**Problem to work on**
Searching the material below, find each line that includes the word "WHITE", and copy it.

**Provided data**
———
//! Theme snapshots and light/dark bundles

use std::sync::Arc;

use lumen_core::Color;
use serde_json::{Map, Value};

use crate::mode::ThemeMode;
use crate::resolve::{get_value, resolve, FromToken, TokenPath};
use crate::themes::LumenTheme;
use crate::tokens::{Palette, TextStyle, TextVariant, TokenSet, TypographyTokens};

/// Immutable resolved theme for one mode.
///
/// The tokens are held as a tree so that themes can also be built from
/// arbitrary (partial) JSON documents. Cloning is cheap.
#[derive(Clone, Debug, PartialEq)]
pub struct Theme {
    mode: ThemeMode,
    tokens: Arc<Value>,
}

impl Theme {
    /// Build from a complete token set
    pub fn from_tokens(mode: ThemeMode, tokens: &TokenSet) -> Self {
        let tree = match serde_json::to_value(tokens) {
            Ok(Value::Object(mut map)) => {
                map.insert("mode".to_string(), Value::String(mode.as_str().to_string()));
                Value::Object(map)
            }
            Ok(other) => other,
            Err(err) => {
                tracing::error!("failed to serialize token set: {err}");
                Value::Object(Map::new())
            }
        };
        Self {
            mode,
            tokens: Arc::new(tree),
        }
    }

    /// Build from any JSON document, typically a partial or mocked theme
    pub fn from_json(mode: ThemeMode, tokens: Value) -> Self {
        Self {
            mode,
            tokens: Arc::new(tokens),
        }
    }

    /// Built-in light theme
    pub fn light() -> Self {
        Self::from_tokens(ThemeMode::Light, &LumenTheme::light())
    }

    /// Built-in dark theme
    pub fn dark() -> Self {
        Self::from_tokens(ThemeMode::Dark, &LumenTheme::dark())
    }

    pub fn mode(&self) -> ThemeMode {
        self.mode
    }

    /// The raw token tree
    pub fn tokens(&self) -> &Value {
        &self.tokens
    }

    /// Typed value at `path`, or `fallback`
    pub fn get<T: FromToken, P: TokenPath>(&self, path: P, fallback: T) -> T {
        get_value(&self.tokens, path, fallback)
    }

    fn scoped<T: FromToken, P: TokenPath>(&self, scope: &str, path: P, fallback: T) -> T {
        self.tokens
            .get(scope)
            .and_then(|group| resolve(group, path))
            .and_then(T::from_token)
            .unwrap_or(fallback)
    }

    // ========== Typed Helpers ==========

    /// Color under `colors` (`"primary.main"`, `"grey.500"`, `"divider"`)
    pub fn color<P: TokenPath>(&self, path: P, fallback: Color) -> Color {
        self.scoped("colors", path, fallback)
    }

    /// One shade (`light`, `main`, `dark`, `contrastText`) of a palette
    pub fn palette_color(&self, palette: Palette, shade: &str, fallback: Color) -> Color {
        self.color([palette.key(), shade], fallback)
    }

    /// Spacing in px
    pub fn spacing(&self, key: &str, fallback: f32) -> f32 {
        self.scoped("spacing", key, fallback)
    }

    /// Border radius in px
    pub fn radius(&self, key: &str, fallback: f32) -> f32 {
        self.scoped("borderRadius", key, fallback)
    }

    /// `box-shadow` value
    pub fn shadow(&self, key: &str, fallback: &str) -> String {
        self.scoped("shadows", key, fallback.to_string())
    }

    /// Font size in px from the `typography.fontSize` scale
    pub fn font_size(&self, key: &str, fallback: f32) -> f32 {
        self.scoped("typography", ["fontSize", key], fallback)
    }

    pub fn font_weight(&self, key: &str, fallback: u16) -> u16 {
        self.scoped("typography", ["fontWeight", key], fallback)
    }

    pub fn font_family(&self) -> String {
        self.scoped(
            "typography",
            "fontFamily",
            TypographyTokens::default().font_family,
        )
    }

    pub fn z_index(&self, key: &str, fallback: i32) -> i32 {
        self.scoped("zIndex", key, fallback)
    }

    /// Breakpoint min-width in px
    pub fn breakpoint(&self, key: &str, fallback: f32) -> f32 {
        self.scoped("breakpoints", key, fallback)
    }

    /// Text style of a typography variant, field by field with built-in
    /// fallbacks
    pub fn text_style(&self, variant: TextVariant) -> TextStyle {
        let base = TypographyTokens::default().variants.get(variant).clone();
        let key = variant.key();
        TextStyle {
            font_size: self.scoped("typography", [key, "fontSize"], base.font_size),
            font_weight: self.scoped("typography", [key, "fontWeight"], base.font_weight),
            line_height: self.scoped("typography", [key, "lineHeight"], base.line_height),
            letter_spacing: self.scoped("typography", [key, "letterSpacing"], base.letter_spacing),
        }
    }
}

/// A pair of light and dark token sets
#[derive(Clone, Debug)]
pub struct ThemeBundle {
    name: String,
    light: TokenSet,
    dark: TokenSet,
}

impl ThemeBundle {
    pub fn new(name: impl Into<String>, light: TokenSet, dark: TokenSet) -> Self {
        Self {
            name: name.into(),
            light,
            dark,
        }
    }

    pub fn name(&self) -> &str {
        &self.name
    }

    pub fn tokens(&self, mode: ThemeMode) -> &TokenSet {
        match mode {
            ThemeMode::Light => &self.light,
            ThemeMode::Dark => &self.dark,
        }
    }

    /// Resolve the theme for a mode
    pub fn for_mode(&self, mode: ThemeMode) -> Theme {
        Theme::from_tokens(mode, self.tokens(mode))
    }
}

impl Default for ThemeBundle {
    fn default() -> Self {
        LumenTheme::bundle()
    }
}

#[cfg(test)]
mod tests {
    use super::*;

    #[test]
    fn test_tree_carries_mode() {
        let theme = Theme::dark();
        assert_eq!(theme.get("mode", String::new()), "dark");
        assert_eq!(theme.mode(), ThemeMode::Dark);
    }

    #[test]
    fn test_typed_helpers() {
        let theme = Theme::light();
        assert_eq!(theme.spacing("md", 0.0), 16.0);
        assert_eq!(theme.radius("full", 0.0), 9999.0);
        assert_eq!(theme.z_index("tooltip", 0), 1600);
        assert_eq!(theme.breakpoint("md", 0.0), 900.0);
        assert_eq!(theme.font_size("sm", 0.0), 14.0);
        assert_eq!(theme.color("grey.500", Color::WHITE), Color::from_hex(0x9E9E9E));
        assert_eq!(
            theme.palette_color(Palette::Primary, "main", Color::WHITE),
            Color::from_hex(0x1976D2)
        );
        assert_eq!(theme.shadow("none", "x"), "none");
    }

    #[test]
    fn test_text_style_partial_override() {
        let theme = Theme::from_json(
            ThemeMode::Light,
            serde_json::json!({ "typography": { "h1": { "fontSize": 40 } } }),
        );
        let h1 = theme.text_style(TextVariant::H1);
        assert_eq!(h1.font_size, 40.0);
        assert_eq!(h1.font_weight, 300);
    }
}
———
**Solution to this exercise**
        assert_eq!(theme.color("grey.500", Color::WHITE), Color::from_hex(0x9E9E9E));
            theme.palette_color(Palette::Primary, "main", Color::WHITE),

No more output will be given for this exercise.